-- Problem --
The whole listing is to be repeated exactly. Add nothing.

-- Source data --

——

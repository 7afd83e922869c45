use std::collections::HashMap;

use crate::keyframes::{EntryId, RankEntry};
use crate::tracks::Track;

/// Entry-to-predecessor map: each entry after the first in a track points at the one before it.
pub fn compute_prev(tracks: &[Track]) -> HashMap<EntryId, RankEntry> {
    tracks
        .iter()
        .flat_map(|track| track.entries.windows(2))
        .map(|pair| (pair[1].id, pair[0].clone()))
        .collect()
}

/// Entry-to-successor map: each entry before the last in a track points at the one after it.
pub fn compute_next(tracks: &[Track]) -> HashMap<EntryId, RankEntry> {
    tracks
        .iter()
        .flat_map(|track| track.entries.windows(2))
        .map(|pair| (pair[0].id, pair[1].clone()))
        .collect()
}

/// Neighbouring appearances of every entry's category.
///
/// Both lookups are total: an entry without a neighbour resolves to itself, so a first or last
/// appearance animates as a zero-length slide.
#[derive(Debug, Clone, Default)]
pub struct Transitions {
    prev: HashMap<EntryId, RankEntry>,
    next: HashMap<EntryId, RankEntry>,
}

impl Transitions {
    pub fn from_tracks(tracks: &[Track]) -> Self {
        Self {
            prev: compute_prev(tracks),
            next: compute_next(tracks),
        }
    }

    pub fn prev<'a>(&'a self, entry: &'a RankEntry) -> &'a RankEntry {
        self.prev.get(&entry.id).unwrap_or(entry)
    }

    pub fn next<'a>(&'a self, entry: &'a RankEntry) -> &'a RankEntry {
        self.next.get(&entry.id).unwrap_or(entry)
    }

    pub fn len(&self) -> usize {
        self.prev.len()
    }

    pub fn is_empty(&self) -> bool {
        self.prev.is_empty()
    }
}

#[cfg(test)]
mod tests {
    use super::*;

    fn entry(id: usize, name: &str, value: u64, rank: usize) -> RankEntry {
        RankEntry {
            id: EntryId(id),
            name: name.to_string(),
            value,
            rank,
        }
    }

    fn track(name: &str, entries: Vec<RankEntry>) -> Track {
        Track {
            name: name.to_string(),
            entries,
        }
    }

    #[test]
    fn links_consecutive_appearances() {
        let a0 = entry(0, "A", 1, 1);
        let a1 = entry(3, "A", 4, 0);
        let a2 = entry(9, "A", 6, 0);
        let transitions = Transitions::from_tracks(&[track(
            "A",
            vec![a0.clone(), a1.clone(), a2.clone()],
        )]);

        assert_eq!(transitions.prev(&a1), &a0);
        assert_eq!(transitions.prev(&a2), &a1);
        assert_eq!(transitions.next(&a0), &a1);
        assert_eq!(transitions.next(&a1), &a2);
        assert_eq!(transitions.len(), 2);
    }

    #[test]
    fn track_ends_fall_back_to_self() {
        let first = entry(0, "A", 1, 0);
        let last = entry(1, "A", 2, 0);
        let lone = entry(2, "B", 5, 0);
        let transitions = Transitions::from_tracks(&[
            track("A", vec![first.clone(), last.clone()]),
            track("B", vec![lone.clone()]),
        ]);

        assert_eq!(transitions.prev(&first), &first);
        assert_eq!(transitions.next(&last), &last);
        assert_eq!(transitions.prev(&lone), &lone);
        assert_eq!(transitions.next(&lone), &lone);
    }

    #[test]
    fn unknown_entries_resolve_to_themselves() {
        let transitions = Transitions::default();
        let stray = entry(42, "Z", 7, 3);
        assert!(transitions.is_empty());
        assert_eq!(transitions.prev(&stray), &stray);
        assert_eq!(transitions.next(&stray), &stray);
    }

    #[test]
    fn keyed_by_identity_not_by_name() {
        let a0 = entry(0, "A", 1, 0);
        let a1 = entry(1, "A", 1, 0);
        let transitions = Transitions::from_tracks(&[track("A", vec![a0.clone(), a1.clone()])]);
        assert_eq!(transitions.prev(&a1).id, EntryId(0));
        assert_eq!(transitions.next(&a0).id, EntryId(1));
    }
}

——

-- Task answer --
repository 7afd83e922869c45
use std::collections::HashMap;

use crate::keyframes::{EntryId, RankEntry};
use crate::tracks::Track;

/// Entry-to-predecessor map: each entry after the first in a track points at the one before it.
pub fn compute_prev(tracks: &[Track]) -> HashMap<EntryId, RankEntry> {
    tracks
        .iter()
        .flat_map(|track| track.entries.windows(2))
        .map(|pair| (pair[1].id, pair[0].clone()))
        .collect()
}

/// Entry-to-successor map: each entry before the last in a track points at the one after it.
pub fn compute_next(tracks: &[Track]) -> HashMap<EntryId, RankEntry> {
    tracks
        .iter()
        .flat_map(|track| track.entries.windows(2))
        .map(|pair| (pair[0].id, pair[1].clone()))
        .collect()
}

/// Neighbouring appearances of every entry's category.
///
/// Both lookups are total: an entry without a neighbour resolves to itself, so a first or last
/// appearance animates as a zero-length slide.
#[derive(Debug, Clone, Default)]
pub struct Transitions {
    prev: HashMap<EntryId, RankEntry>,
    next: HashMap<EntryId, RankEntry>,
}

impl Transitions {
    pub fn from_tracks(tracks: &[Track]) -> Self {
        Self {
            prev: compute_prev(tracks),
            next: compute_next(tracks),
        }
    }

    pub fn prev<'a>(&'a self, entry: &'a RankEntry) -> &'a RankEntry {
        self.prev.get(&entry.id).unwrap_or(entry)
    }

    pub fn next<'a>(&'a self, entry: &'a RankEntry) -> &'a RankEntry {
        self.next.get(&entry.id).unwrap_or(entry)
    }

    pub fn len(&self) -> usize {
        self.prev.len()
    }

    pub fn is_empty(&self) -> bool {
        self.prev.is_empty()
    }
}

#[cfg(test)]
mod tests {
    use super::*;

    fn entry(id: usize, name: &str, value: u64, rank: usize) -> RankEntry {
        RankEntry {
            id: EntryId(id),
            name: name.to_string(),
            value,
            rank,
        }
    }

    fn track(name: &str, entries: Vec<RankEntry>) -> Track {
        Track {
            name: name.to_string(),
            entries,
        }
    }

    #[test]
    fn links_consecutive_appearances() {
        let a0 = entry(0, "A", 1, 1);
        let a1 = entry(3, "A", 4, 0);
        let a2 = entry(9, "A", 6, 0);
        let transitions = Transitions::from_tracks(&[track(
            "A",
            vec![a0.clone(), a1.clone(), a2.clone()],
        )]);

        assert_eq!(transitions.prev(&a1), &a0);
        assert_eq!(transitions.prev(&a2), &a1);
        assert_eq!(transitions.next(&a0), &a1);
        assert_eq!(transitions.next(&a1), &a2);
        assert_eq!(transitions.len(), 2);
    }

    #[test]
    fn track_ends_fall_back_to_self() {
        let first = entry(0, "A", 1, 0);
        let last = entry(1, "A", 2, 0);
        let lone = entry(2, "B", 5, 0);
        let transitions = Transitions::from_tracks(&[
            track("A", vec![first.clone(), last.clone()]),
            track("B", vec![lone.clone()]),
        ]);

        assert_eq!(transitions.prev(&first), &first);
        assert_eq!(transitions.next(&last), &last);
        assert_eq!(transitions.prev(&lone), &lone);
        assert_eq!(transitions.next(&lone), &lone);
    }

    #[test]
    fn unknown_entries_resolve_to_themselves() {
        let transitions = Transitions::default();
        let stray = entry(42, "Z", 7, 3);
        assert!(transitions.is_empty());
        assert_eq!(transitions.prev(&stray), &stray);
        assert_eq!(transitions.next(&stray), &stray);
    }

    #[test]
    fn keyed_by_identity_not_by_name() {
        let a0 = entry(0, "A", 1, 0);
        let a1 = entry(1, "A", 1, 0);
        let transitions = Transitions::from_tracks(&[track("A", vec![a0.clone(), a1.clone()])]);
        assert_eq!(transitions.prev(&a1).id, EntryId(0));
        assert_eq!(transitions.next(&a0).id, EntryId(1));
    }
}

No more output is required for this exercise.